On the other proposition raised by plaintiffs in error in this case, that the case is barred by the statute of limitation, as we understand plaintiffs in error's contention, it is that the statute began to run when plaintiff sold the property replevied. Let us see if that is true. The judgment of the court in the replevin case found that the plaintiff was entitled to the possession of the property for the purpose of foreclosing its mortgage, but provided that if the defendant should, within three days, tender to the plaintiff $1,016.32, with costs, which was figured up to amount to $1,130, then the defendant should be entitled to the property. The evidence shows that the defendant made a sufficient tender of the amount required and that the tender was refused and he was informed by plaintiff's attorney that he would advise an appeal of the case and that a tender would not be accepted. The plaintiff did appeal, and that appeal had the effect of suspending all proceedings under that judgment until after the appeal was decided, and that tolled the statute pending the appeal; and plaintiff's right, to bring an action on the replevin bond did not accrue until the coming down of the mandate of this court. That is when the statute began to run, and the time should be reckoned from that date; and the record shows that the plaintiff in this case acted promptly in bringing his suit after the replevin suit was finally disposed of; and reckoning the time from the coming down of the mandate, the action is not barred by the statute of limitation.
It is further contended by plaintiffs in error that the Surety Company can only be held under the terms of the bond, and not in an action for conversion of property. Under the common law that would perhaps be true, but under the liberal provision of the Code in this and all other Code states holding forms of action abolished, we think that the plaintiff has a right of action against the Surety Company on the bond. In the case of Green v. Rehbine et al., 44 Okla. 96, 144 P. 182, this court held, quoting from the opinion:
"The petition in this case recites the proceedings in which the writ of replevin, was obtained, * * * the rendering of judgment upon the trial in favor of defendant therein for a return of the property, and the failure to satisfy the judgment by a return of the property as required by the terms of the bond. These allegations are sufficient to entitle the plaintiff to recover on the bond, and the demurrer was improperly sustained."
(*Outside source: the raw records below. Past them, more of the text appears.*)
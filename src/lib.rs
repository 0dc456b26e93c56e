pub mod config;
pub mod error;
pub mod pipeline;
pub mod process;
pub mod schema;
pub mod select;
pub mod weight;

pub use config::PipelineConfig;
pub use error::{FlowError, Result};
pub use pipeline::{run, PipelineOutput, PipelineSummary, TopN};
// src/weight/mod.rs
use serde::{Deserialize, Serialize};
use tracing::trace;

use crate::error::{FlowError, Result};
use crate::schema::FlowRecord;

/// Substituted for a zero log range so equal values do not divide by zero.
pub const LOG_EPSILON: f64 = 1e-9;

/// Log-domain min-max stroke weights, relative to the subset passed in.
#[derive(Debug, Clone, Copy, PartialEq, Serialize, Deserialize)]
#[serde(default)]
pub struct VisualWeightMapper {
    pub min: f64,
    pub max: f64,
    /// Emphasis curve applied to the normalized value.
    pub exponent: f64,
}

impl Default for VisualWeightMapper {
    fn default() -> Self {
        Self {
            min: 0.8,
            max: 14.0,
            exponent: 1.15,
        }
    }
}

impl VisualWeightMapper {
    pub fn new(min: f64, max: f64, exponent: f64) -> Result<Self> {
        let m = Self { min, max, exponent };
        m.validate()?;
        Ok(m)
    }

    pub fn validate(&self) -> Result<()> {
        if !self.min.is_finite() || !self.max.is_finite() || !self.exponent.is_finite() {
            return Err(FlowError::WeightRange(format!(
                "non-finite bound in {:?}",
                self
            )));
        }
        if self.min > self.max {
            return Err(FlowError::WeightRange(format!(
                "min {} exceeds max {}",
                self.min, self.max
            )));
        }
        if self.exponent <= 0.0 {
            return Err(FlowError::WeightRange(format!(
                "exponent must be positive, got {}",
                self.exponent
            )));
        }
        Ok(())
    }

    /// One weight per input value, in input order. Empty in, empty out.
    pub fn weights(&self, values: &[f64]) -> Vec<f64> {
        if values.is_empty() {
            return Vec::new();
        }

        let logs: Vec<f64> = values.iter().map(|v| v.max(0.0).ln_1p()).collect();
        let min_log = logs.iter().copied().fold(f64::INFINITY, f64::min);
        let mut max_log = logs.iter().copied().fold(f64::NEG_INFINITY, f64::max);
        if max_log <= min_log {
            max_log = min_log + LOG_EPSILON;
        }
        trace!(min_log, max_log, n = values.len(), "weight range");

        logs.into_iter()
            .map(|l| {
                let t = ((l - min_log) / (max_log - min_log)).clamp(0.0, 1.0);
                self.min + t.powf(self.exponent) * (self.max - self.min)
            })
            .collect()
    }

    /// Annotate every record of the rendered subset with its weight.
    pub fn annotate(&self, subset: Vec<FlowRecord>) -> Vec<FlowRecord> {
        let values: Vec<f64> = subset.iter().map(|r| r.display_value).collect();
        let weights = self.weights(&values);
        subset
            .into_iter()
            .zip(weights)
            .map(|(r, w)| r.with_weight(w))
            .collect()
    }
}
//! Column profiling: what kind of value each column actually holds.

use serde::Serialize;
use tracing::debug;

use crate::process::{CellValue, RawRow};

const SAMPLE_ROWS: usize = 1_000;

#[derive(Debug, Clone, Copy, PartialEq, Eq, Serialize)]
#[serde(rename_all = "lowercase")]
pub enum ColumnKind {
    Number,
    Text,
    Mixed,
    /// No non-empty sample seen.
    Empty,
}

#[derive(Debug, Clone, PartialEq, Serialize)]
pub struct ColumnProfile {
    pub name: String,
    pub kind: ColumnKind,
    /// Non-empty samples scanned.
    pub samples: usize,
    /// Rows that lacked the column entirely.
    pub missing: usize,
}

/// For each header, look through up to the first 1 000 rows and classify the
/// non-empty values. Any disagreement marks the column `Mixed`.
pub fn derive_column_kinds(headers: &[String], rows: &[RawRow]) -> Vec<ColumnProfile> {
    let mut profiles: Vec<ColumnProfile> = Vec::with_capacity(headers.len());

    for name in headers {
        // duplicate headers collapse into one column
        if profiles.iter().any(|p| &p.name == name) {
            continue;
        }

        let mut seen: Option<ColumnKind> = None;
        let mut samples = 0;
        let mut missing = 0;

        for row in rows.iter().take(SAMPLE_ROWS) {
            let kind = match row.get(name) {
                CellValue::Missing => {
                    missing += 1;
                    continue;
                }
                CellValue::Text(s) if s.is_empty() => continue,
                CellValue::Text(_) => ColumnKind::Text,
                CellValue::Number(_) => ColumnKind::Number,
            };
            samples += 1;

            seen = match seen {
                None => Some(kind),
                Some(prev) if prev == kind => Some(prev),
                Some(prev) => {
                    if prev != ColumnKind::Mixed {
                        debug!(column = %name, ?prev, ?kind, "conflicting value kinds");
                    }
                    Some(ColumnKind::Mixed)
                }
            };
        }

        profiles.push(ColumnProfile {
            name: name.clone(),
            kind: seen.unwrap_or(ColumnKind::Empty),
            samples,
            missing,
        });
    }

    profiles
}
That is substantially what the petition in this case alleges. The case also discusses the validity of the judgment in that case, and says it is a valid judgment so far as it goes and cannot be attacked collaterally. Therefore, in this action, plaintiffs in error are precluded from attacking the judgment in the former case; and, as before stated, all questions concerning the form of judgment and the relief granted in the replevin action were litigated in that action, and this court is foreclosed by the judgment in that case.
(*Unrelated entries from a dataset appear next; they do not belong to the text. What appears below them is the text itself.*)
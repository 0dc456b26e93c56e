use super::CellValue;

/// Trim whitespace + strip exactly one layer of outer quotes if present.
pub fn clean_str(raw: &str) -> String {
    let trimmed = raw.trim();
    if trimmed.starts_with('"') && trimmed.ends_with('"') && trimmed.len() >= 2 {
        trimmed[1..trimmed.len() - 1].to_string()
    } else {
        trimmed.to_string()
    }
}

/// Finite number under Rust's `f64::from_str` grammar, or `None`.
/// Empty input is never numeric; hex (`0x1A`) and separators (`1_000`) are
/// not accepted.
pub fn parse_finite(s: &str) -> Option<f64> {
    if s.is_empty() {
        return None;
    }
    s.parse::<f64>().ok().filter(|v| v.is_finite())
}

/// Decide whether a single field is a number or text.
///
/// The numeric check runs on the trimmed field *before* any quote stripping,
/// so `42` is a number while `"007"` (quotes still attached) stays the text
/// `007`. Output compatibility depends on this order.
pub fn coerce_value(raw: &str) -> CellValue {
    let trimmed = raw.trim();
    if let Some(v) = parse_finite(trimmed) {
        return CellValue::Number(v);
    }
    CellValue::Text(clean_str(trimmed))
}

/// Permissive number read used downstream of the parser: numbers pass
/// through, text has surrounding quotes stripped and is parsed.
pub fn cell_to_f64(cell: &CellValue) -> Option<f64> {
    match cell {
        CellValue::Number(v) if v.is_finite() => Some(*v),
        CellValue::Number(_) => None,
        CellValue::Text(s) => parse_finite(s.trim().trim_matches('"').trim()),
        CellValue::Missing => None,
    }
}

#[cfg(test)]
mod tests {
    use super::*;

    #[test]
    fn test_coerce_numbers() {
        assert_eq!(coerce_value("42"), CellValue::Number(42.0));
        assert_eq!(coerce_value("  -71.06 "), CellValue::Number(-71.06));
        assert_eq!(coerce_value("1e3"), CellValue::Number(1000.0));
        assert_eq!(coerce_value("007"), CellValue::Number(7.0));
    }

    #[test]
    fn test_rust_float_grammar() {
        // hex and digit separators are not float literals here
        assert_eq!(coerce_value("0x1A"), CellValue::Text("0x1A".into()));
        assert_eq!(coerce_value("1_000"), CellValue::Text("1_000".into()));
        assert_eq!(coerce_value("+.5"), CellValue::Number(0.5));
        assert_eq!(coerce_value("5."), CellValue::Number(5.0));
    }

    #[test]
    fn test_empty_is_text_not_zero() {
        assert_eq!(coerce_value(""), CellValue::Text(String::new()));
        assert_eq!(coerce_value("   "), CellValue::Text(String::new()));
    }

    #[test]
    fn test_non_finite_is_text() {
        assert_eq!(coerce_value("inf"), CellValue::Text("inf".into()));
        assert_eq!(coerce_value("NaN"), CellValue::Text("NaN".into()));
    }

    #[test]
    fn test_quote_strip_after_numeric_check() {
        assert_eq!(coerce_value("\"007\""), CellValue::Text("007".into()));
        assert_eq!(coerce_value(" \"Boston\" "), CellValue::Text("Boston".into()));
        // only one layer comes off
        assert_eq!(coerce_value("\"\"x\"\""), CellValue::Text("\"x\"".into()));
        // a lone quote is not a pair
        assert_eq!(coerce_value("\""), CellValue::Text("\"".into()));
    }

    #[test]
    fn test_plain_text_passes_through() {
        assert_eq!(coerce_value("Austin, TX"), CellValue::Text("Austin, TX".into()));
    }

    #[test]
    fn test_cell_to_f64() {
        assert_eq!(cell_to_f64(&CellValue::Number(1.5)), Some(1.5));
        assert_eq!(cell_to_f64(&CellValue::Text("\"71.5\"".into())), Some(71.5));
        assert_eq!(cell_to_f64(&CellValue::Text("".into())), None);
        assert_eq!(cell_to_f64(&CellValue::Text("abc".into())), None);
        assert_eq!(cell_to_f64(&CellValue::Missing), None);
    }
}
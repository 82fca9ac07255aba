//! 输入验证工具函数
//!
//! 命令层参数在进入控制器之前先做基本检查

/// 验证曝光参数（ISO 与快门时长必须是正的有限值）
///
/// 设备范围检查由相机完成，这里只拦截明显无效的输入
pub fn validate_exposure(iso: f32, exposure_duration: f32) -> Result<(), String> {
    if !iso.is_finite() || iso <= 0.0 {
        return Err(format!("无效的 ISO: {}", iso));
    }
    if !exposure_duration.is_finite() || exposure_duration <= 0.0 {
        return Err(format!("无效的快门时长: {}", exposure_duration));
    }
    Ok(())
}

/// 验证待删除的下标列表
///
/// # 返回
/// - `Ok(())`: 验证通过
/// - `Err(String)`: 列表为空
pub fn validate_indices(indices: &[usize]) -> Result<(), String> {
    if indices.is_empty() {
        return Err("没有选择要删除的图片".to_string());
    }
    Ok(())
}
Another contention of the plaintiffs in error is that the price that the property brought at foreclosure sale fixed the value of the property, and that if plaintiff in this case is entitled to recover at all, his recovery *Page 75 is limited to the difference between what the property brought — $1,375 — and $1,130, the amount the defendant in error admitted he owed the plaintiffs in error. We do not think that is the measure of plaintiff's recovery in this case. This property had recently been purchased by the plaintiff for use on his farm, and it was taken from him practically new and put up and sold at forced sale and the plaintiffs in error bought it in. It will, therefore, be seen that to hold that the amount that the property brought at the foreclosure sale governs would enable the plaintiffs in error to fix the value of the property herein without any testimony. We think the true rule is, as contended by defendant in error, that the measure of his damages is the difference between the value of the property as found by the jury and the amount that defendant in error was required to tender under the judgment in the replevin suit. This was the theory on which the trial court submitted the case to the jury, as will be seen by instruction No. 4, which is as follows:
"You are further instructed, gentlemen of the jury, that at the time said property was taken from plaintiff under said writ of replevin, plaintiff's indebtedness to defendant, the Emerson-Brantingham Implement Company as determined by a court of competent jurisdiction, was $1,016.32 and costs, all totaling $1,130.00, and that, in this connection you are instructed that if you find and believe from the evidence that such property was taken from his possession, as alleged in his petition, and that its value was more than the amount of his indebtedness to the defendant, the Emerson-Brantingham Implement Company, and that the taking was found to be unwarranted and that the property was disposed of and not returned to the plaintiff, then plaintiff would be entitled to recover in this action, the reasonable value of the property over and above plaintiff's indebtedness to the defendant the Emerson-Brantingham Implement Company, together with six per cent. (6%) interest from the date of the taking thereof, which is the 15th day of October, 1914."
We think the court submitted the case to the jury under proper instructions, and the jury having found that the plaintiff was entitled to recover from the defendants in this case, and each of them, the sum of $1,336, it is a proper verdict and should stand.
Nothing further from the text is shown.